WHAT IS BEING ASKED
Return each of the entries below word for word.

INFORMATION PROVIDED
────────────────

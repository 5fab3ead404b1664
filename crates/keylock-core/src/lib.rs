//! Core types for the Keylock door-lock controller.
//!
//! This crate defines the data model shared by every other Keylock crate:
//! keypad keys and key events, the bounded PIN entry buffer, validated
//! credential strings with constant-time comparison, and the constants
//! that fix the controller's timing and display behaviour.

pub mod constants;
pub mod error;
pub mod types;

pub use error::{Error, Result};
pub use types::*;

/// Version info
pub const VERSION: &str = env!("CARGO_PKG_VERSION");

────────────────

EXERCISE RESULT
repository 5fab3ead404b1664
filename crates/keylock-core/src/lib.rs
//! Core types for the Keylock door-lock controller.
//!
//! This crate defines the data model shared by every other Keylock crate:
//! keypad keys and key events, the bounded PIN entry buffer, validated
//! credential strings with constant-time comparison, and the constants
//! that fix the controller's timing and display behaviour.

pub mod constants;
pub mod error;
pub mod types;

pub use error::{Error, Result};
pub use types::*;

/// Version info
pub const VERSION: &str = env!("CARGO_PKG_VERSION");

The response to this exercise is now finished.